Figure S6 Analysis of the organization of the TPS islands in isolates of cc32. The
genetic organization of the two TPS islands containing tpsA1 genes (tpsA1b with locus
tag NMB0497 and tpsA1a with locus tag NMB1779) of cc32 strain MC58 and that of
cc11 strain FAM18 is depicted. DNA fragments targeted by PCR to determine the
organization of the TPS islands in the cc32 isolates are indicated underneath the genetic
organization. All isolates yielded an amplicon for fragment f, demonstrating
conservation of the tpsA1 locus corresponding to NMB0497. However, 13/50 isolates
were negative for fragment p suggesting that either recombination had occurred at the
tpsA1 locus corresponding to NMB1779 or the tpsA1 locus was not duplicated in these
isolates. The latter possibility was tested in PCRs targeting fragments q, r and s, which
cover the boundaries of the TPS islands [19]. In 11 isolates, only fragment q was
amplified indicating that the genome rearrangement that leads to duplication of tpsA1
had not occurred [19]. The other two isolates (isolates 2081107 and 2061468) were
positive in all three PCRs. Isolate 2081107 was also positive in PCRs for fragments b
and d, suggesting the presence of a tpsA1 similar to that of FAM18, which has a central
core different from that of the tpsA1 genes of MC58. Therefore, we hypothesize that this
tpsA was acquired by horizontal gene transfer in this isolate. To identify the
recombination that had occurred in the second tpsA1 of isolate 2061468, we performed
a series of PCRs with the forward primer annealing with the core of NMB1779 (i.e. the
forward primer for fragment p) and reverse primers annealing in the 3’ regions of the
tpsC cassettes in MC58. We obtained a PCR product (labeled t in Table S3 in
Additional file 3) of ~2300 bp with the reverse primer annealing to the tpsC5
downstream of NMB0497, indicating that this tpsC had recombined into the tpsA1
corresponding to NMB1779.
Figure S7 Recombination sites in α14-tpsA* recombinants obtain after
transformation of strain α14 with chromosomal DNA of strain B16B6ΔtpsC2-5. An
alignment of sequences of tpsA of α14 and tpsC2 of B16B6 is shown.
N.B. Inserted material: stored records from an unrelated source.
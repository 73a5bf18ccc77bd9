//! COSI Protocol - gRPC service definitions
//!
//! This crate contains the protobuf-generated code for the Container Object
//! Storage Interface `Identity` and `Provisioner` services.

/// Identity and Provisioner services (`cosi.v1alpha1`)
pub mod cosi {
    tonic::include_proto!("cosi.v1alpha1");
}
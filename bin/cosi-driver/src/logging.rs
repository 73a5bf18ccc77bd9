//! Tracing setup

use tracing_subscriber::{EnvFilter, layer::SubscriberExt, util::SubscriberInitExt};

/// Targets raised to `debug` by the debug toggle, SDK request logging included
const DEBUG_TARGETS: &[&str] = &[
    "cosi_driver",
    "cosi_s3",
    "aws_sdk_s3",
    "aws_smithy_runtime",
];

/// Filter used when `RUST_LOG` is unset
#[must_use]
pub fn default_filter(level: &str, debug: bool) -> String {
    if !debug {
        return level.to_string();
    }
    std::iter::once(level.to_string())
        .chain(DEBUG_TARGETS.iter().map(|target| format!("{target}=debug")))
        .collect::<Vec<_>>()
        .join(",")
}

/// Install the global subscriber. `RUST_LOG` wins when set.
pub fn init(level: &str, debug: bool) {
    tracing_subscriber::registry()
        .with(
            EnvFilter::try_from_default_env()
                .unwrap_or_else(|_| default_filter(level, debug).into()),
        )
        .with(tracing_subscriber::fmt::layer())
        .init();
}
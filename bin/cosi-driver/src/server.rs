//! Unix-socket gRPC server bootstrap

use crate::identity::IdentityService;
use crate::provisioner::ProvisionerService;
use anyhow::{Context, Result};
use cosi_common::DriverAddress;
use cosi_proto::cosi::identity_server::IdentityServer;
use cosi_proto::cosi::provisioner_server::ProvisionerServer;
use std::future::Future;
use std::path::Path;
use tokio::net::UnixListener;
use tokio_stream::wrappers::UnixListenerStream;
use tonic::transport::Server;
use tracing::{info, warn};

/// Driver bound to its socket, ready to serve
#[derive(Debug)]
pub struct DriverServer {
    address: DriverAddress,
    listener: UnixListener,
}

impl DriverServer {
    /// Bind the socket, replacing a stale socket file left by a previous run
    pub fn bind(address: DriverAddress) -> Result<Self> {
        let path = address.path();
        prepare_socket_path(path)?;

        let listener = UnixListener::bind(path)
            .with_context(|| format!("failed to bind {address}"))?;
        Ok(Self { address, listener })
    }

    #[must_use]
    pub const fn address(&self) -> &DriverAddress {
        &self.address
    }

    /// Serve both services until `signal` resolves, then remove the socket
    pub async fn serve_with_shutdown<F>(
        self,
        identity: IdentityService,
        provisioner: ProvisionerService,
        signal: F,
    ) -> Result<()>
    where
        F: Future<Output = ()> + Send,
    {
        info!(address = %self.address, "Starting gRPC server");

        let served = Server::builder()
            .add_service(IdentityServer::new(identity))
            .add_service(ProvisionerServer::new(provisioner))
            .serve_with_incoming_shutdown(UnixListenerStream::new(self.listener), signal)
            .await;

        if let Err(e) = std::fs::remove_file(self.address.path()) {
            warn!(error = %e, "failed to remove socket file");
        }
        served.context("gRPC server failed")
    }
}

fn prepare_socket_path(path: &Path) -> Result<()> {
    if let Some(parent) = path.parent().filter(|p| !p.as_os_str().is_empty()) {
        std::fs::create_dir_all(parent)
            .with_context(|| format!("failed to create {}", parent.display()))?;
    }
    match std::fs::remove_file(path) {
        Ok(()) => {
            info!(path = %path.display(), "removed stale socket");
            Ok(())
        }
        Err(e) if e.kind() == std::io::ErrorKind::NotFound => Ok(()),
        Err(e) => Err(e).with_context(|| format!("failed to remove {}", path.display())),
    }
}

#[cfg(test)]
mod tests {
    use super::*;
    use tempfile::tempdir;

    fn address(path: &Path) -> DriverAddress {
        format!("unix://{}", path.display()).parse().unwrap()
    }

    #[tokio::test]
    async fn test_bind_replaces_stale_socket() {
        let dir = tempdir().unwrap();
        let path = dir.path().join("cosi.sock");
        std::fs::write(&path, b"stale").unwrap();

        let server = DriverServer::bind(address(&path)).unwrap();
        assert_eq!(server.address().path(), path);
        assert!(!std::fs::metadata(&path).unwrap().is_file());
    }

    #[tokio::test]
    async fn test_bind_creates_parent_directory() {
        let dir = tempdir().unwrap();
        let path = dir.path().join("nested/run/cosi.sock");

        DriverServer::bind(address(&path)).unwrap();
        assert!(path.exists());
    }
}
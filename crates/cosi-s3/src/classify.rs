//! Backend outcome classification
//!
//! Backend SDK errors are reduced to a [`BackendError`] (error code plus
//! rendered message) in exactly one place, so a change of S3 library only
//! touches the `From` impl below. Classification itself is a pure function.

use aws_sdk_s3::error::{DisplayErrorContext, ProvideErrorMetadata, SdkError};
use aws_sdk_s3::operation::create_bucket::CreateBucketError;
use std::fmt;
use thiserror::Error;

/// S3 error code: bucket exists and belongs to another account
pub const CODE_BUCKET_ALREADY_EXISTS: &str = "BucketAlreadyExists";

/// S3 error code: bucket exists and belongs to the calling account
pub const CODE_BUCKET_ALREADY_OWNED_BY_YOU: &str = "BucketAlreadyOwnedByYou";

/// Backend failure reduced to what classification needs
#[derive(Clone, Debug, PartialEq, Eq, Error)]
#[error("{message}")]
pub struct BackendError {
    /// Service error code, when the backend sent one
    pub code: Option<String>,
    /// Full rendered error, for operator logs
    pub message: String,
}

impl BackendError {
    pub fn new(code: Option<&str>, message: impl Into<String>) -> Self {
        Self {
            code: code.map(str::to_string),
            message: message.into(),
        }
    }
}

impl<R: fmt::Debug> From<SdkError<CreateBucketError, R>> for BackendError {
    fn from(err: SdkError<CreateBucketError, R>) -> Self {
        Self {
            code: err.code().map(str::to_string),
            message: DisplayErrorContext(&err).to_string(),
        }
    }
}

/// Caller-relevant result of one backend create call.
///
/// Request validation failures and unsupported operations are decided before
/// any backend call and therefore never come out of [`classify`].
#[derive(Clone, Copy, Debug, PartialEq, Eq)]
pub enum Outcome {
    Success,
    /// Idempotent retry by the same principal; reported as success
    AlreadyOwnedByCaller,
    /// Name taken by another principal; reported as `AlreadyExists`
    AlreadyOwnedByOther,
    Internal,
}

/// Classify a create-bucket result. First match wins.
///
/// Matches on the error code; when the backend sent none (some gateways put
/// the code only in the body text) falls back to a substring match.
#[must_use]
pub fn classify(result: &Result<(), BackendError>) -> Outcome {
    let Err(err) = result else {
        return Outcome::Success;
    };

    let matches = |code: &str| match err.code.as_deref() {
        Some(actual) => actual == code,
        None => err.message.contains(code),
    };

    if matches(CODE_BUCKET_ALREADY_EXISTS) {
        Outcome::AlreadyOwnedByOther
    } else if matches(CODE_BUCKET_ALREADY_OWNED_BY_YOU) {
        Outcome::AlreadyOwnedByCaller
    } else {
        Outcome::Internal
    }
}
fn main() -> Result<(), Box<dyn std::error::Error>> {
    // Both halves are generated: the driver serves them, tests dial them.
    tonic_build::configure()
        .build_server(true)
        .build_client(true)
        .compile_protos(&["proto/cosi.proto"], &["proto"])?;

    Ok(())
}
Positions of
nucleotides relative to the start codon of the ORFs are indicated. Identical residues in
the alignment are indicated with asterisks. Relevant DNA segments of the tpsA genes of
19 α14-tpsA* recombinants were sequenced and the recombination sites, highlighted in
grey boxes, were identified by sequence identity in the upstream region with tpsA of
α14 and in the downstream region with tpsC2 of B16B6. The numbers of transformants
with the same recombination site are indicated within parentheses. #1 indicates the
recombination site in the clone that was used for further experiments.